Trüffel-Spaghetti aufs Haus und einen Lexus als Dessert
Und genau das ist die Idee hinter ihrem Konzept: Denn je länger die Kunden in ihrem sieben Tage die Woche bis spät in die Nacht geöffnete Glaspalast bleiben, desto mehr können sie und ihre Subunternehmer an ihnen verdienen. Und desto größer ist die Chance, dass sie mit einem neuen Lexus vom Hof fahren. Es passiere schließlich immer wieder, dass die Leute eigentlich nur zum Essen kämen, auf dem Weg nach oben schnell noch einen neuen Wagen anschauen und nach dem Dessert gleich den Kaufvertrag unterschreiben, erzählt die Inhaberin. Kein Wunder, dass sie sich über die 14.000 Mahlzeiten freut, die bei Vintana pro Jahr über den Tresen gehen. Selbst wenn die Rechnung für die Trüffel-Spaghetti oder das New York Strip-Steak bei einem Vertragsabschluss natürlich aufs Haus geht.

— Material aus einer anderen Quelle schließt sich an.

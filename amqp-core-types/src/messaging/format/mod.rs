//! Message format: the header, properties and the descriptors of every section

mod header;
pub use header::{Builder as HeaderBuilder, Header};

mod message_id;
pub use message_id::MessageId;

mod properties;
pub use properties::{Address, Builder as PropertiesBuilder, Properties};

mod sections;
pub use sections::{
    AmqpSequence, AmqpValue, ApplicationProperties, Data, DeliveryAnnotations, Footer,
    MessageAnnotations,
};
use std::hash::Hash;

use indexmap::{Equivalent, IndexMap};

pub use indexmap::map::{Iter, Keys, Values};

/// A wrapper around [`IndexMap`] with an order sensitive implementation of [`PartialEq`],
/// [`Eq`] and [`Hash`].
///
/// AMQP maps are ordered. Two maps that only differ in the order of their pairs are not
/// equal.
#[derive(Debug, Clone, Default)]
pub struct OrderedMap<K, V>(IndexMap<K, V>);

impl<K, V> From<IndexMap<K, V>> for OrderedMap<K, V> {
    fn from(map: IndexMap<K, V>) -> Self {
        Self(map)
    }
}

impl<K, V> OrderedMap<K, V> {
    /// Creates a new [`OrderedMap`]
    pub fn new() -> Self {
        Self(IndexMap::new())
    }

    /// Return the number of key-value pairs in the map.
    pub fn len(&self) -> usize {
        self.0.len()
    }

    /// Returns true if the map contains no elements.
    pub fn is_empty(&self) -> bool {
        self.0.is_empty()
    }

    /// Return an iterator over the key-value pairs of the map, in their order
    pub fn iter(&self) -> Iter<'_, K, V> {
        self.0.iter()
    }

    /// Return an iterator over the keys of the map, in their order
    pub fn keys(&self) -> Keys<'_, K, V> {
        self.0.keys()
    }

    /// Return an iterator over the values of the map, in their order
    pub fn values(&self) -> Values<'_, K, V> {
        self.0.values()
    }

    /// Key-value pair at position `index` in insertion order
    pub fn get_index(&self, index: usize) -> Option<(&K, &V)> {
        self.0.get_index(index)
    }

    /// Consumes the wrapper and returns the inner [`IndexMap`]
    pub fn into_inner(self) -> IndexMap<K, V> {
        self.0
    }
}

impl<K, V> OrderedMap<K, V>
where
    K: Hash + Eq,
{
    /// Insert a key-value pair in the map.
    ///
    /// An existing key keeps its position and has its value replaced.
    pub fn insert(&mut self, key: K, value: V) -> Option<V> {
        self.0.insert(key, value)
    }

    /// Calls [`IndexMap::get`] internally
    pub fn get<Q>(&self, key: &Q) -> Option<&V>
    where
        Q: Hash + Equivalent<K> + ?Sized,
    {
        self.0.get(key)
    }

    /// Removes a key, keeping the order of the remaining pairs
    pub fn remove<Q>(&mut self, key: &Q) -> Option<V>
    where
        Q: Hash + Equivalent<K> + ?Sized,
    {
        self.0.shift_remove(key)
    }

    /// Return true if an equivalent to key exists in the map.
    pub fn contains_key<Q>(&self, key: &Q) -> bool
    where
        Q: Hash + Equivalent<K> + ?Sized,
    {
        self.0.contains_key(key)
    }
}

impl<K, V> PartialEq for OrderedMap<K, V>
where
    K: PartialEq,
    V: PartialEq,
{
    fn eq(&self, other: &Self) -> bool {
        self.0.len() == other.0.len() && self.0.iter().zip(&other.0).all(|(a, b)| a == b)
    }
}

impl<K: Eq, V: Eq> Eq for OrderedMap<K, V> {}

impl<K, V> Hash for OrderedMap<K, V>
where
    K: Hash,
    V: Hash,
{
    fn hash<H: std::hash::Hasher>(&self, state: &mut H) {
        state.write_usize(self.0.len());
        for entry in &self.0 {
            entry.hash(state)
        }
    }
}

impl<'a, K, V> IntoIterator for &'a OrderedMap<K, V> {
    type Item = (&'a K, &'a V);
    type IntoIter = Iter<'a, K, V>;

    fn into_iter(self) -> Self::IntoIter {
        self.0.iter()
    }
}

impl<K, V> IntoIterator for OrderedMap<K, V> {
    type Item = (K, V);
    type IntoIter = indexmap::map::IntoIter<K, V>;

    fn into_iter(self) -> Self::IntoIter {
        self.0.into_iter()
    }
}

impl<K, V> FromIterator<(K, V)> for OrderedMap<K, V>
where
    K: Hash + Eq,
{
    fn from_iter<T: IntoIterator<Item = (K, V)>>(iter: T) -> Self {
        Self(IndexMap::from_iter(iter))
    }
}
//! AMQP 1.0 value algebra.
//!
//! [`Value`] covers every primitive, container, described and composite type of the AMQP
//! 1.0 type system. [`to_vec`], [`encode`], [`from_slice`] and [`decode`] convert values to
//! and from the wire encoding.

// Public mods
pub mod described;
pub mod descriptor;
pub mod dump;
pub mod error;
pub mod format_code;
pub mod primitives;
pub mod value;

pub use described::{Composite, Described};
pub use descriptor::Descriptor;
pub use error::Error;
pub use value::{
    de::{decode, from_slice, MAX_NESTING_DEPTH},
    ser::{encode, to_vec},
    AmqpType, Value,
};

pub mod prelude {
    //! Commonly used items
    pub use super::{
        from_slice, primitives::Symbol, to_vec, AmqpType, Composite, Described, Descriptor,
        Error, Value,
    };
}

Das Gourmetrestaurant ist mittlerweile so gut besucht, dass Jones längst einen Valet-Service eingerichtet hat, der die Autos aller Marken versorgt und die Modelle von Lexus sogar gewaschen wieder bereitstellt. "Kostenlos natürlich", sagt Jones. Jede Woche richtet sie Kongresse, Firmenfeiern oder Hochzeiten auf der Panorama-Terrasse aus. Der Golftrainer ist ausgebucht, im Beauty-Salon ist kein Termin mehr frei und der Wedding-Planer ist fast rund um die Uhr im Einsatz – das Konzept der PS-Patriarchin geht offenbar auf: "Wir haben den ganzen Tag über hunderte Leute im Haus", sagt die Chefin, deren 300 Mitarbeiter dafür sieben Tage die Woche von morgens früh bis abends spät in der Werkstatt schrauben, am Schreibtisch sitzen oder eben im Frisiersalon stehen.
Während gerade in Deutschland viele Händler über die Stille im Showroom klagen und Experten wie Stefan Bratzel vom Center of Automotive Research in Bergisch Gladbach einen Paradigmenwechsel bei den Kunden beobachten, freut sich Judy Jones über den Trubel auf den drei Etagen. Denn im Auto Park Way ist selbst am späten Abend, wenn aus dem riesigen Springbrunnen wie vor dem Bellagio in Las Vegas bunt beleuchtete Fontänen zur Musik in den klaren Himmel schießen, mehr los, als bei vielen deutschen Provinzhändlern am Samstagvormittag. Aber wer geht schon bei Auto Meier zum Frisör, reserviert bei Auto Schmidt einen Tisch zum Brunch und lässt bei Auto Müller seine Hochzeit planen?